Deutsch Türkische Nachrichten

In einem ausführlichen Kommentar in einer großen deutschen Zeitung wirft Buschkowsky einen kritischen Blick auf das Ansinnen der Bloggerin Betül Ulusoy und die Reaktion des Bezirksamtes. Seiner Ansicht nach sei das ein Angriff auf das Neutralitätsgesetz gewesen. Einer juristischen Auseinandersetzung hätten sich die Behörden stellen müssen.
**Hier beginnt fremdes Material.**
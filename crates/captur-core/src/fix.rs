//! GPS samples and the identity they are recorded under.

use std::fmt;

use chrono::{DateTime, Utc};
use serde::{Deserialize, Serialize};
use thiserror::Error;
use uuid::Uuid;

/// Backend user identity. Every location row and ledger credit is keyed by it.
#[derive(Debug, Clone, Copy, PartialEq, Eq, Hash, Serialize, Deserialize)]
#[serde(transparent)]
pub struct UserId(pub Uuid);

impl fmt::Display for UserId {
    fn fmt(&self, f: &mut fmt::Formatter<'_>) -> fmt::Result {
        self.0.fmt(f)
    }
}

#[derive(Debug, Clone, PartialEq, Error)]
pub enum FixError {
    #[error("fix has no coordinates")]
    MissingCoordinates,

    #[error("coordinate is not a finite number")]
    NonFinite,

    #[error("coordinate out of range: lat={lat}, lng={lng}")]
    OutOfRange { lat: f64, lng: f64 },
}

/// A single validated GPS sample. Immutable once captured.
#[derive(Debug, Clone, Copy, PartialEq, Serialize, Deserialize)]
pub struct LocationFix {
    pub latitude: f64,
    pub longitude: f64,
    #[serde(default, skip_serializing_if = "Option::is_none")]
    pub speed: Option<f64>,
    #[serde(default, skip_serializing_if = "Option::is_none")]
    pub timestamp: Option<DateTime<Utc>>,
}

impl LocationFix {
    /// Builds a fix from bare coordinates, rejecting anything that is not a
    /// finite point on the globe.
    ///
    /// # Errors
    ///
    /// Returns [`FixError::NonFinite`] for NaN/infinite input and
    /// [`FixError::OutOfRange`] when latitude or longitude leave their ranges.
    pub fn new(latitude: f64, longitude: f64) -> Result<Self, FixError> {
        if !latitude.is_finite() || !longitude.is_finite() {
            return Err(FixError::NonFinite);
        }
        if !(-90.0..=90.0).contains(&latitude) || !(-180.0..=180.0).contains(&longitude) {
            return Err(FixError::OutOfRange {
                lat: latitude,
                lng: longitude,
            });
        }
        Ok(Self {
            latitude,
            longitude,
            speed: None,
            timestamp: None,
        })
    }

    #[must_use]
    pub fn with_speed(mut self, speed: Option<f64>) -> Self {
        self.speed = speed.filter(|s| s.is_finite());
        self
    }

    #[must_use]
    pub fn with_timestamp(mut self, timestamp: Option<DateTime<Utc>>) -> Self {
        self.timestamp = timestamp;
        self
    }
}

/// A sample as delivered by a location provider, before validation.
///
/// Providers occasionally emit partial samples; those are turned away by
/// [`LocationFix::try_from`] and never reach the logger or the grid.
#[derive(Debug, Clone, Default, PartialEq, Serialize, Deserialize)]
pub struct RawFix {
    #[serde(default)]
    pub latitude: Option<f64>,
    #[serde(default)]
    pub longitude: Option<f64>,
    #[serde(default)]
    pub speed: Option<f64>,
    #[serde(default)]
    pub timestamp: Option<DateTime<Utc>>,
}

impl TryFrom<RawFix> for LocationFix {
    type Error = FixError;

    fn try_from(raw: RawFix) -> Result<Self, Self::Error> {
        let (Some(lat), Some(lng)) = (raw.latitude, raw.longitude) else {
            return Err(FixError::MissingCoordinates);
        };
        Ok(LocationFix::new(lat, lng)?
            .with_speed(raw.speed)
            .with_timestamp(raw.timestamp))
    }
}

impl From<LocationFix> for RawFix {
    fn from(fix: LocationFix) -> Self {
        Self {
            latitude: Some(fix.latitude),
            longitude: Some(fix.longitude),
            speed: fix.speed,
            timestamp: fix.timestamp,
        }
    }
}

#[cfg(test)]
mod tests {
    use super::*;

    #[test]
    fn raw_fix_without_coordinates_is_rejected() {
        let raw = RawFix {
            latitude: Some(40.0),
            ..RawFix::default()
        };
        assert_eq!(
            LocationFix::try_from(raw).unwrap_err(),
            FixError::MissingCoordinates
        );
    }

    #[test]
    fn nan_coordinates_are_rejected() {
        assert_eq!(
            LocationFix::new(f64::NAN, 3.0).unwrap_err(),
            FixError::NonFinite
        );
    }

    #[test]
    fn out_of_range_latitude_is_rejected() {
        assert!(matches!(
            LocationFix::new(91.0, 0.0),
            Err(FixError::OutOfRange { .. })
        ));
    }

    #[test]
    fn non_finite_speed_is_dropped() {
        let fix = LocationFix::new(40.4, -3.7)
            .unwrap()
            .with_speed(Some(f64::INFINITY));
        assert!(fix.speed.is_none());
    }

    #[test]
    fn raw_fix_parses_from_partial_json() {
        let raw: RawFix =
            serde_json::from_str(r#"{"latitude": 40.41, "longitude": -3.70, "speed": 1.5}"#)
                .unwrap();
        let fix = LocationFix::try_from(raw).unwrap();
        assert!((fix.latitude - 40.41).abs() < f64::EPSILON);
        assert_eq!(fix.speed, Some(1.5));
        assert!(fix.timestamp.is_none());
    }
}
Auf den ersten Blick scheint alles klar: „Die Gerechtigkeit hat gesiegt. Eine breite öffentliche Empörung hat eine tapfere, schwache Frau aus den Krallen des Neuköllner Unrechts befreit. So scheint es. Die angehende Juristin (26) wollte doch nur mit einer traditionellen Kopf-Schulter-Verhüllung im Rechtsamt ihr Referendariat ableisten“, so Buschkowsky in einem Kommentar in der Bild.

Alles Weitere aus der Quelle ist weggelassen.